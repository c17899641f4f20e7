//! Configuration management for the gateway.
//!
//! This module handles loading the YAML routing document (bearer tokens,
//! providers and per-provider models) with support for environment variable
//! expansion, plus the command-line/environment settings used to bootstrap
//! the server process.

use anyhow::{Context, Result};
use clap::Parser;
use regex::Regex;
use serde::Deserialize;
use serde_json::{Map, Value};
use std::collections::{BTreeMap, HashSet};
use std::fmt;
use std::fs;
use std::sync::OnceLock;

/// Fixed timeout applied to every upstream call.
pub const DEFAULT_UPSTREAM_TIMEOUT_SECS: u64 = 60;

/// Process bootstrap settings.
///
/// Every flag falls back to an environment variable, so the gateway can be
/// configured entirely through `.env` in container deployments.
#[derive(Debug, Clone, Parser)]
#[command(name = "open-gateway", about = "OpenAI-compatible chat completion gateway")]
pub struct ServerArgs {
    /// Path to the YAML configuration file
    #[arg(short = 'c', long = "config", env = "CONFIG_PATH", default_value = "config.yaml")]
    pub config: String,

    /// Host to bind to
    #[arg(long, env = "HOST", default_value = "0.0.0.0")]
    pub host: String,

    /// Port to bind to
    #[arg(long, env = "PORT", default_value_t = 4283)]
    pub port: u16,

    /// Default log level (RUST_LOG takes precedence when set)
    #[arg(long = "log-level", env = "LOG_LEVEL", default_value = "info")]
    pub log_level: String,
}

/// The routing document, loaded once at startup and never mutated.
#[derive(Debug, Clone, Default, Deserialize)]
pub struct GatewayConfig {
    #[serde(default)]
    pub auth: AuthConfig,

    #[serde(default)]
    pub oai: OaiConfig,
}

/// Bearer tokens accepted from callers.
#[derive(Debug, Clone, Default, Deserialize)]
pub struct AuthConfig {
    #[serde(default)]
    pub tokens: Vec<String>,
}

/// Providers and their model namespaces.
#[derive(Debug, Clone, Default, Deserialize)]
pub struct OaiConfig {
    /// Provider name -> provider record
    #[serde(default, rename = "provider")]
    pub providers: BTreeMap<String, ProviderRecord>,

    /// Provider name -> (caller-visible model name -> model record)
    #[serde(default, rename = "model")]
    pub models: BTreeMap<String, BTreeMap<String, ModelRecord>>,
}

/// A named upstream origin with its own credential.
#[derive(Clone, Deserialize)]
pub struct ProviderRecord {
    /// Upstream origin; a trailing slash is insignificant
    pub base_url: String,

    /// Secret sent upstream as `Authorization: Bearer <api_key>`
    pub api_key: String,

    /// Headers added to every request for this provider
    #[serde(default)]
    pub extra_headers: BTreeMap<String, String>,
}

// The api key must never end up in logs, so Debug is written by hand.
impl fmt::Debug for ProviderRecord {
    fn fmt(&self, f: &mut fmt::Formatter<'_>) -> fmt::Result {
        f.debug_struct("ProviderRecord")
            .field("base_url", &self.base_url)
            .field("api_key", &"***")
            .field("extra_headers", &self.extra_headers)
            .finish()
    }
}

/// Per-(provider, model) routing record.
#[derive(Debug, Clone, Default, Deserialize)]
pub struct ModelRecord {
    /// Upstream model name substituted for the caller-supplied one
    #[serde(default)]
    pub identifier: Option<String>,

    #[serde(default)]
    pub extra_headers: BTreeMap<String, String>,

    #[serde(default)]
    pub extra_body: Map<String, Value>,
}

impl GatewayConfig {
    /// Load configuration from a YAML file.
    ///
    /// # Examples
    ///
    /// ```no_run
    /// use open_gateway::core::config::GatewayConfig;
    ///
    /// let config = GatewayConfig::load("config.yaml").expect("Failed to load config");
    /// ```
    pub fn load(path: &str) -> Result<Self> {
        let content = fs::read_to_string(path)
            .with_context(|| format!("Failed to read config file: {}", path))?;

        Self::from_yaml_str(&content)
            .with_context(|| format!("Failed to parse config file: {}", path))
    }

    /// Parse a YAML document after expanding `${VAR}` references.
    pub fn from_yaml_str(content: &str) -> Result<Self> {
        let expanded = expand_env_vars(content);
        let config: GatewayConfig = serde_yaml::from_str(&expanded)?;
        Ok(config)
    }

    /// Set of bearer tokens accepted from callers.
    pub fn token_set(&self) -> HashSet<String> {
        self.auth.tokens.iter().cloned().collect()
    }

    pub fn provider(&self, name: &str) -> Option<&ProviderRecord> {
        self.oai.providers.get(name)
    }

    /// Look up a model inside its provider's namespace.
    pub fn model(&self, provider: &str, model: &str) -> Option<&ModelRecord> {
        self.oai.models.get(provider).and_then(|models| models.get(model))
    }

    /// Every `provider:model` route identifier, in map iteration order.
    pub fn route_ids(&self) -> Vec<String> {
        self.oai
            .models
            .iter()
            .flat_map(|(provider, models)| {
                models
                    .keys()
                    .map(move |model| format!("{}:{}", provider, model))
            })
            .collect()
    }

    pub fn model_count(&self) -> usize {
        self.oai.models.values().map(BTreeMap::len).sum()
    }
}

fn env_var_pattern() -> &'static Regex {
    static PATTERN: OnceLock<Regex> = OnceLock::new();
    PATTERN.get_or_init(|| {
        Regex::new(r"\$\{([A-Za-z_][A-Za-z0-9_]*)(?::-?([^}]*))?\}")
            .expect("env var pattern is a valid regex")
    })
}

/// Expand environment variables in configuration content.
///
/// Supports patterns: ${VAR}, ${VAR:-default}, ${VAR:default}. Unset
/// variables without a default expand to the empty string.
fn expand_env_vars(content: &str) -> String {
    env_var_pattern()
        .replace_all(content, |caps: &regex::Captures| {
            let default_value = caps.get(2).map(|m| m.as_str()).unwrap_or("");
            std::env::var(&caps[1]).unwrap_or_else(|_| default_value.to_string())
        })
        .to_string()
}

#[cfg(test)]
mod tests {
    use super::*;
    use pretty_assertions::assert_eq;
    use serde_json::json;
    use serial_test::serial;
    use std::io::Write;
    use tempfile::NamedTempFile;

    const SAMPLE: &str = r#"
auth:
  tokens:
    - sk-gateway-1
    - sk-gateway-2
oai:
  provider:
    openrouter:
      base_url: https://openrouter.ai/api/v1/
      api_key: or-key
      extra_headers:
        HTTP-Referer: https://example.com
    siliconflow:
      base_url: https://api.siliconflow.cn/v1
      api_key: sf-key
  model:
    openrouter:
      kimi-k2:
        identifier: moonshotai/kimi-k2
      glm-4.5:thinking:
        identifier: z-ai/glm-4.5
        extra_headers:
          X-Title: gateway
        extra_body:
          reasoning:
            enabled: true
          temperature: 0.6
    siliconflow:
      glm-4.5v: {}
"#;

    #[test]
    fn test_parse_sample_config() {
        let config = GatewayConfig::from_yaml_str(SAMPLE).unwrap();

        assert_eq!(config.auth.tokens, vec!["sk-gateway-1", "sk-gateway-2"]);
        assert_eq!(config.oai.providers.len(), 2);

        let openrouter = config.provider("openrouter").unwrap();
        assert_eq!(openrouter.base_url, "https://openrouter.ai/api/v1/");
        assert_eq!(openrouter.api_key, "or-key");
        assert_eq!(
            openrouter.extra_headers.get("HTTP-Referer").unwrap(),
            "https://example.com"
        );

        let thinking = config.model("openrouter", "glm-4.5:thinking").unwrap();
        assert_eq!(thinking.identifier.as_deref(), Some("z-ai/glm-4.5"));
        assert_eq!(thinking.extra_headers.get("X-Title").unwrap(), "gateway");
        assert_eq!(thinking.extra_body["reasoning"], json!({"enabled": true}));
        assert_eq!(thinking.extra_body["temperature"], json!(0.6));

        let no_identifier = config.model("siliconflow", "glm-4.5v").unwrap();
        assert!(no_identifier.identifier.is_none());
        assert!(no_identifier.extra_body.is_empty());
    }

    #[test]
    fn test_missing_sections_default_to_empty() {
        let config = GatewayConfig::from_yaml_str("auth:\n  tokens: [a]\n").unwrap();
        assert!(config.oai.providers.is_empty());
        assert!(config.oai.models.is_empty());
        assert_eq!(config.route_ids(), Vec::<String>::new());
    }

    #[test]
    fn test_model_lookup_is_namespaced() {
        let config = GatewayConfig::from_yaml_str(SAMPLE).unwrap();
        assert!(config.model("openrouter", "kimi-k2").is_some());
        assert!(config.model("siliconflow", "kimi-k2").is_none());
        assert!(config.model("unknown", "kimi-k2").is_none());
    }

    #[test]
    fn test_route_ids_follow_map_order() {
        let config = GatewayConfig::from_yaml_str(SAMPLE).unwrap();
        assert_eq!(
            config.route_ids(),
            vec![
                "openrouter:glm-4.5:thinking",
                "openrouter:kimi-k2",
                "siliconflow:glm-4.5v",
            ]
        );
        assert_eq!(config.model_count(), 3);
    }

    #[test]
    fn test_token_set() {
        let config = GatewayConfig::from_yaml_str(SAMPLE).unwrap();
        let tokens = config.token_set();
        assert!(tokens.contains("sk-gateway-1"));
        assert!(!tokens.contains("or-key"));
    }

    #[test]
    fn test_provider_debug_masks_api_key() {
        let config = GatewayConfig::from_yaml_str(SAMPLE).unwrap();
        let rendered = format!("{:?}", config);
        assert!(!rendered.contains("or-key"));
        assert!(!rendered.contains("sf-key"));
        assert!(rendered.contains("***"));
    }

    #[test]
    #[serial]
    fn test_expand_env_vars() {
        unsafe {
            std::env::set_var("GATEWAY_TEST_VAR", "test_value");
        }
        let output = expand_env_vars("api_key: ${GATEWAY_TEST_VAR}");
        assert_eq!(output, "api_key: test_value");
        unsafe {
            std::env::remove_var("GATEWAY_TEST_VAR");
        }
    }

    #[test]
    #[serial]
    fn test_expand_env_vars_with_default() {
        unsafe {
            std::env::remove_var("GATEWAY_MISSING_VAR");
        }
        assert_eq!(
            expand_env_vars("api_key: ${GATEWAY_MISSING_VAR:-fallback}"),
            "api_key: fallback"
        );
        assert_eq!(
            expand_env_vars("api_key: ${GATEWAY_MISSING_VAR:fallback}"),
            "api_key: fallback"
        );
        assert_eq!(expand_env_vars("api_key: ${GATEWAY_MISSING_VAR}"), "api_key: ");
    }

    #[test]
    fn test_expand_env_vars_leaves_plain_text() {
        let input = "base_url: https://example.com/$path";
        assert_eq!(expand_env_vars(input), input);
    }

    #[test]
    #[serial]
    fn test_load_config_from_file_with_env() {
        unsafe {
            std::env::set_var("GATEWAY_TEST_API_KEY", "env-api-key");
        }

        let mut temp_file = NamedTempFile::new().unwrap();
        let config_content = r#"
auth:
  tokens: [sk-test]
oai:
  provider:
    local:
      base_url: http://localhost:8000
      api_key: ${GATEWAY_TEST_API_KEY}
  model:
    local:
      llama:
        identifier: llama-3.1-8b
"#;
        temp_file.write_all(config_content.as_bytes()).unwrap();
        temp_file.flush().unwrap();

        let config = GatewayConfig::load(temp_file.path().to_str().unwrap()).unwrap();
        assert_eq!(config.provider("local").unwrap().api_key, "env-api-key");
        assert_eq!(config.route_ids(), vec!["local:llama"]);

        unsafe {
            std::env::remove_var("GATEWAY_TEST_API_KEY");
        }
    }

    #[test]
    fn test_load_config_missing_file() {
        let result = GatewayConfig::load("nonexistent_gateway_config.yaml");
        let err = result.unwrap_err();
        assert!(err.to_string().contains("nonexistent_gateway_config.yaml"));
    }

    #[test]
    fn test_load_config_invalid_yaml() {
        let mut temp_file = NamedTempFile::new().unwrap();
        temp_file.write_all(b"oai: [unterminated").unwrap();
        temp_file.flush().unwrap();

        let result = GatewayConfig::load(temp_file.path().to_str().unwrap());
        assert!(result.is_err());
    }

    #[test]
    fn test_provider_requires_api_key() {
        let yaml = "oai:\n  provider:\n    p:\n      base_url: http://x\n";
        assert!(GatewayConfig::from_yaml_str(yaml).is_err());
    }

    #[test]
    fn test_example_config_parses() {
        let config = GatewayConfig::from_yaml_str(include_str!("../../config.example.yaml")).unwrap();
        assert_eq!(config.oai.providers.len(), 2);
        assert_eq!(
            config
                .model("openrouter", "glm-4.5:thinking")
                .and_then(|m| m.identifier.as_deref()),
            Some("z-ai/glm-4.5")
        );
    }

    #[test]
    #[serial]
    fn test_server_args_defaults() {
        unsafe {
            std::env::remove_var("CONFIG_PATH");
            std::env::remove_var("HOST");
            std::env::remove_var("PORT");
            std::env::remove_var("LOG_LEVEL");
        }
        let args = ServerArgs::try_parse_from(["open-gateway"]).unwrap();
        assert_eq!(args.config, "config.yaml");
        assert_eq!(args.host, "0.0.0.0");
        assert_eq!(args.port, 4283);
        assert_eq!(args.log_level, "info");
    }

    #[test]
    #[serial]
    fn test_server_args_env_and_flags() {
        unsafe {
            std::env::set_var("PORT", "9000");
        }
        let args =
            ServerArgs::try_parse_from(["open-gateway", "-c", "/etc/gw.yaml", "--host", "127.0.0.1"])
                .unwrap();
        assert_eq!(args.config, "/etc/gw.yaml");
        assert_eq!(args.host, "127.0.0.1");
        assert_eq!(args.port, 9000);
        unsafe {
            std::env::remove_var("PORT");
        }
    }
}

Problem to solve — Across the records above, show each line containing the word "models".

Answer section —
//! providers and per-provider models) with support for environment variable
    pub models: BTreeMap<String, BTreeMap<String, ModelRecord>>,
        self.oai.models.get(provider).and_then(|models| models.get(model))
            .models
            .flat_map(|(provider, models)| {
                models
        self.oai.models.values().map(BTreeMap::len).sum()
        assert!(config.oai.models.is_empty());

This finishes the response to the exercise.